═════ MATERIAL FOR THE TASK ═════
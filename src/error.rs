//! Error type shared by every conversion, width and XML helper.
//!
//! Only the `Strict` policies produce [`Error::Decode`], [`Error::Encode`] and
//! [`Error::ControlChar`]; under `Replace` or `Ignore` the same conditions are
//! absorbed into the output. [`Error::UnsupportedEncoding`] is always
//! reported.

use thiserror::Error;

/// Failure raised by a `textkit` operation.
#[derive(Debug, Clone, PartialEq, Eq, Error)]
pub enum Error {
    /// The encoding name is not known to the codec registry.
    #[error("unsupported encoding: {0:?}")]
    UnsupportedEncoding(String),

    /// Bytes could not be decoded under the strict error policy.
    #[error("cannot decode byte at offset {offset} as {encoding}")]
    Decode {
        /// Canonical name of the codec that failed.
        encoding: String,
        /// Offset of the first byte that could not be decoded.
        offset: usize,
    },

    /// A character has no representation in the target encoding.
    #[error("cannot encode {character:?} at offset {offset} as {encoding}")]
    Encode {
        encoding: String,
        character: char,
        /// Byte offset of `character` in the source text.
        offset: usize,
    },

    /// A control character was met under the strict control-character policy.
    #[error("control character U+{codepoint:04X} has no defined display width")]
    ControlChar { codepoint: u32 },

    /// The value handed over was of the wrong kind.
    #[error("expected {expected}, found {found}")]
    TypeMismatch {
        expected: &'static str,
        found: &'static str,
    },

    /// Base64 payload was malformed.
    #[error("invalid base64 data at offset {offset}")]
    InvalidBase64 { offset: usize },
}

/// Convenience alias used throughout the crate.
pub type Result<T, E = Error> = std::result::Result<T, E>;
═════
Copy every line of the entries in which "width" can be found.

## EXERCISE RESULT
//! Error type shared by every conversion, width and XML helper.
    #[error("control character U+{codepoint:04X} has no defined display width")]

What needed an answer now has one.